Where in the data below does the word "other" appear? Copy each line that holds it.

Dataset items
============================================================
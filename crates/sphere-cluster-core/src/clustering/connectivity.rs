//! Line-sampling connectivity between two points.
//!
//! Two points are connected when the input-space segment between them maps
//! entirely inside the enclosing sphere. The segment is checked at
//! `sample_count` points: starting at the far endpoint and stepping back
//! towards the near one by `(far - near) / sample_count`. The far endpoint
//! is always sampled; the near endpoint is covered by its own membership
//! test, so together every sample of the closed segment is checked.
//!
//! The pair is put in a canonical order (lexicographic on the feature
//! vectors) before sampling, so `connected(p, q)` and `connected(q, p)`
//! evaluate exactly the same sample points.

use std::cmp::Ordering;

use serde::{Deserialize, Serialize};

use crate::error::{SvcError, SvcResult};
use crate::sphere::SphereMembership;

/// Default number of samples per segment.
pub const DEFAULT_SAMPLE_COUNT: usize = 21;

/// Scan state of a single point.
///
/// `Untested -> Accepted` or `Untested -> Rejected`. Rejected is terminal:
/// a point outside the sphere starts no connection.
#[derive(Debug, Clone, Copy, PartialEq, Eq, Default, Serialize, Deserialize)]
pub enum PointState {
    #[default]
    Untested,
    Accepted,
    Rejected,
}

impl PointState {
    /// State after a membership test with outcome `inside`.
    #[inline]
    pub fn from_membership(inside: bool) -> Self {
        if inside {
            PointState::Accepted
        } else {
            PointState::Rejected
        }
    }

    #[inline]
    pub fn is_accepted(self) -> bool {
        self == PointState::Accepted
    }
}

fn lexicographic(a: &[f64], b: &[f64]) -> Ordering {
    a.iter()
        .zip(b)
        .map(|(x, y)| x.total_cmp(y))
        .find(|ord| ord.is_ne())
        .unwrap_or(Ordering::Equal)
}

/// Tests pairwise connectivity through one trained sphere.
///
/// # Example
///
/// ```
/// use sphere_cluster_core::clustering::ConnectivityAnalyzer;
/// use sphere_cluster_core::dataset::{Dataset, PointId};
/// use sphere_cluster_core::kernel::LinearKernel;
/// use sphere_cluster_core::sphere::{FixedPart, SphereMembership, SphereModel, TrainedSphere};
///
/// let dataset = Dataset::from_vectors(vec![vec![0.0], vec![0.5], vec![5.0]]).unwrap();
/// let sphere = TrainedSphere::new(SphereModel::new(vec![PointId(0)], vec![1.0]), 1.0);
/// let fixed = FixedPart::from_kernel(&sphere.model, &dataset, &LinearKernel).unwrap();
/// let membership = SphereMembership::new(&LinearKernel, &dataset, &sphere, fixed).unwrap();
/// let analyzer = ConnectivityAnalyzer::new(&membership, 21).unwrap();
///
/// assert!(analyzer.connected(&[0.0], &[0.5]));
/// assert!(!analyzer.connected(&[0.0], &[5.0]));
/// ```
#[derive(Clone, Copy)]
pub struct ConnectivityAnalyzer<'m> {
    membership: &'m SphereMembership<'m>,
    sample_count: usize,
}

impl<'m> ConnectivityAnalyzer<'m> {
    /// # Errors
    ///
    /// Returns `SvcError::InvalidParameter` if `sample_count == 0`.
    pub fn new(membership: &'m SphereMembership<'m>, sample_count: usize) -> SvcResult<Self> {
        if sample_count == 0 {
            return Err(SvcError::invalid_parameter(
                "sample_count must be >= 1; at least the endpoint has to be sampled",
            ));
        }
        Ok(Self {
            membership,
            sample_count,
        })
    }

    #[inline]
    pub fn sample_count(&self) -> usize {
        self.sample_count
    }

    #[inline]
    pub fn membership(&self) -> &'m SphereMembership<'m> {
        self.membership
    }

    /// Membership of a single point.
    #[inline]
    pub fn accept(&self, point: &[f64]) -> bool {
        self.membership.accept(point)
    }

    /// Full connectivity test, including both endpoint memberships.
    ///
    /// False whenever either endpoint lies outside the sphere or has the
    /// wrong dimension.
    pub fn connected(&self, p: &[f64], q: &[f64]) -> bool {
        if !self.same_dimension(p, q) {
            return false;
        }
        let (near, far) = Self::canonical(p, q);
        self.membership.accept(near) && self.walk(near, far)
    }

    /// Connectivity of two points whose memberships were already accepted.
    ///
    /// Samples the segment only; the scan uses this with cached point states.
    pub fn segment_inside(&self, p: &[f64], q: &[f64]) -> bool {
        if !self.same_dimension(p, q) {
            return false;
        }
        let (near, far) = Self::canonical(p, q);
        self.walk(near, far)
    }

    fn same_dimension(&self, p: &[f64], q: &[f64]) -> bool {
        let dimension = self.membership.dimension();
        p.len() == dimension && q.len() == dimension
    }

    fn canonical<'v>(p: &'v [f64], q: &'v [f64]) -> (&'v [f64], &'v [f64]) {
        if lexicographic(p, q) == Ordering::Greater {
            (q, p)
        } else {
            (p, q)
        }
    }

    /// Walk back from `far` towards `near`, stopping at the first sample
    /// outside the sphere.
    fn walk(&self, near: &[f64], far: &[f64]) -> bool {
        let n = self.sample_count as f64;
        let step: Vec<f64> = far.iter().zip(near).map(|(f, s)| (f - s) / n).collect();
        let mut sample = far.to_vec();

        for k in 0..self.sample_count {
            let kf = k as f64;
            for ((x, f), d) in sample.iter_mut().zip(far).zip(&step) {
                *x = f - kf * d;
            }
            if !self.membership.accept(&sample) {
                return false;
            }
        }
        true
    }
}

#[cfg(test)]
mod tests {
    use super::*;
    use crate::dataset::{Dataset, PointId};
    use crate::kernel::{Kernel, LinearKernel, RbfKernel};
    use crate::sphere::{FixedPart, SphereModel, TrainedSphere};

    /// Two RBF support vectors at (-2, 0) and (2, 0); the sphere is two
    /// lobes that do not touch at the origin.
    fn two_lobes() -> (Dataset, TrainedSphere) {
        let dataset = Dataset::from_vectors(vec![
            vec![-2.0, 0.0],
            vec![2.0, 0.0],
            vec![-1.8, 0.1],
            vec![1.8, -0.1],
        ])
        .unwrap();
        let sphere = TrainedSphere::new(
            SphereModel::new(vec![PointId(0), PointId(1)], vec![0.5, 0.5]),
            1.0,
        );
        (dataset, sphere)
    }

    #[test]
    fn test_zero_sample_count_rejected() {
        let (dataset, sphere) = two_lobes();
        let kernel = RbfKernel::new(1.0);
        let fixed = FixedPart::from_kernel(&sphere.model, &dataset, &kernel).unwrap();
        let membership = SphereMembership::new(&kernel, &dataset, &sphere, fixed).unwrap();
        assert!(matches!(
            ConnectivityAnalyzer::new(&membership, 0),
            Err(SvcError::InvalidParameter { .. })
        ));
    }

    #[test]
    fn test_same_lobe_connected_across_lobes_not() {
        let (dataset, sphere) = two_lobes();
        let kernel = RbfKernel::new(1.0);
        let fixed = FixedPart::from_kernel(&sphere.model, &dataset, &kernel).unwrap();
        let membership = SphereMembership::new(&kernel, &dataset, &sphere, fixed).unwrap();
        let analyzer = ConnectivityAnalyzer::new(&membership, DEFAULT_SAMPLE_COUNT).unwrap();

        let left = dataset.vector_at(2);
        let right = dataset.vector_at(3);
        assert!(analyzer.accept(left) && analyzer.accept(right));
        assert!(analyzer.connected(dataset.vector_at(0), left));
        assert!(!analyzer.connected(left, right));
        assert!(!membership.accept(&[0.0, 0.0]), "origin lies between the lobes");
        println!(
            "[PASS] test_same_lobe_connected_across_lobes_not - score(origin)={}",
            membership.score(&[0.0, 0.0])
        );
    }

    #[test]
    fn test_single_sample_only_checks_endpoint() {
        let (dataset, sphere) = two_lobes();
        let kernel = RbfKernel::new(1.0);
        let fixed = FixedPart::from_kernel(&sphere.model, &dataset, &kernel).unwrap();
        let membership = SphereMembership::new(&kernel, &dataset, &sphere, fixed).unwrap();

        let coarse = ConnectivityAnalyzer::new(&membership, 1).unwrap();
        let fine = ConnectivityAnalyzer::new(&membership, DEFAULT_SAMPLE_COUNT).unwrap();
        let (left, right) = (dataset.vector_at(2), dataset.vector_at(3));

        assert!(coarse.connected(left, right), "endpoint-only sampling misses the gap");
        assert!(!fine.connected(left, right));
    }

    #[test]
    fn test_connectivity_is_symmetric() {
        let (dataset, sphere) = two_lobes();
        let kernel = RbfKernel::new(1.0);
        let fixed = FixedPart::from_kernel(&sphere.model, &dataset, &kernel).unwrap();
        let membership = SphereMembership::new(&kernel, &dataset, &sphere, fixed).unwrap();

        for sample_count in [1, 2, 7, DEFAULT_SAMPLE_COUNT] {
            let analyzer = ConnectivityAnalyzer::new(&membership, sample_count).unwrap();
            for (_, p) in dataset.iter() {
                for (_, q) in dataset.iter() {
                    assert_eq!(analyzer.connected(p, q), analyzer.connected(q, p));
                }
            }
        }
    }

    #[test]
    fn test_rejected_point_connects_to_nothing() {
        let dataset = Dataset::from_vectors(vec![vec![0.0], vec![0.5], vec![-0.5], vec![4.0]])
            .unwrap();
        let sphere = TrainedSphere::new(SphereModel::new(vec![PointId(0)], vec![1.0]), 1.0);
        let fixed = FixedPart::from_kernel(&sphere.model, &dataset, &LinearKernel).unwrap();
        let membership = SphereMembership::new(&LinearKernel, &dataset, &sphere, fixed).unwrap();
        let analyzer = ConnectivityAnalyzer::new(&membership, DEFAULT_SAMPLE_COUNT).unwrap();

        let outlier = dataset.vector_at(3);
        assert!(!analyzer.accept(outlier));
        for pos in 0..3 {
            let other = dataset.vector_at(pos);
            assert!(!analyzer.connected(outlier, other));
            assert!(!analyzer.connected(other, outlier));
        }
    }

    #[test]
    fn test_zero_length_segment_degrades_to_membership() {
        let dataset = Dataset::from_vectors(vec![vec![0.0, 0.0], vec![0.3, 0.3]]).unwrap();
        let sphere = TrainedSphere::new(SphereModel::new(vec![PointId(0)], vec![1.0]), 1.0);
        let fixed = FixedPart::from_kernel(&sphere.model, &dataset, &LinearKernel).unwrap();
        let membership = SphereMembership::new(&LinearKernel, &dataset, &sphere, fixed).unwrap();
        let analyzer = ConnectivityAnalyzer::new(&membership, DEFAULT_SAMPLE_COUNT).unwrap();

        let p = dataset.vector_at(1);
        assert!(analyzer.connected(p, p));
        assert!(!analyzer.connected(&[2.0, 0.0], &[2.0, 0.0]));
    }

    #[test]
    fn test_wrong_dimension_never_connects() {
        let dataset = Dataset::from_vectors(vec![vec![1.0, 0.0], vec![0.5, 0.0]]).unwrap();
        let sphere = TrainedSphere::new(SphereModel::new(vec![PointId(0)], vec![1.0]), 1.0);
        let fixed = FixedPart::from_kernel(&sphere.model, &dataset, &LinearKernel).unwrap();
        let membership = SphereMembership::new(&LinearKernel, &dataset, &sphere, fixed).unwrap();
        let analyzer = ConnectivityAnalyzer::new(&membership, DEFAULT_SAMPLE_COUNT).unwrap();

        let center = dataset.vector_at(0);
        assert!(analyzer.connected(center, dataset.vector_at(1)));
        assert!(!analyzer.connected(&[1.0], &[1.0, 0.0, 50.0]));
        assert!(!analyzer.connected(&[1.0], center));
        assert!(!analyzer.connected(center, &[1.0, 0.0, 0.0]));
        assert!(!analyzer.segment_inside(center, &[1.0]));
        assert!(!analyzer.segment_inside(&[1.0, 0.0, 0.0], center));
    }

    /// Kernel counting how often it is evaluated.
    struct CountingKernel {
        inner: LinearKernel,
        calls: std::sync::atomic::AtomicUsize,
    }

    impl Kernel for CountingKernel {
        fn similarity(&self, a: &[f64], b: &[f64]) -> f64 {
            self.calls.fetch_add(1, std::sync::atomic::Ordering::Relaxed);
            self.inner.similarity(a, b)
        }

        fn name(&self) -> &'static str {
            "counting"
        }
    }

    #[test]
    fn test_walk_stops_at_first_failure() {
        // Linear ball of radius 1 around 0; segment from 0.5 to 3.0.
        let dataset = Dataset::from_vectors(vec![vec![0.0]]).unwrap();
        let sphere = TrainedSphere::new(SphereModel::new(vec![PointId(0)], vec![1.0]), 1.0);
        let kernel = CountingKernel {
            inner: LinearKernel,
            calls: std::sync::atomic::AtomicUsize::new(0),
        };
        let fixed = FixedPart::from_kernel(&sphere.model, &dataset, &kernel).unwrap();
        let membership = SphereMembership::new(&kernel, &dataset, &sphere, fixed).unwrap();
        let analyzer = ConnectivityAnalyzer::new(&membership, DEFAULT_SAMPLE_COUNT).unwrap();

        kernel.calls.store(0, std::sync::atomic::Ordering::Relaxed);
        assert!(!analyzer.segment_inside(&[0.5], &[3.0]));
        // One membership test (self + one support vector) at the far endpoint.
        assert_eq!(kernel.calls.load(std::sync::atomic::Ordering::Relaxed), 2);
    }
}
============================================================
EXERCISE SOLUTION
            let other = dataset.vector_at(pos);
            assert!(!analyzer.connected(outlier, other));
            assert!(!analyzer.connected(other, outlier));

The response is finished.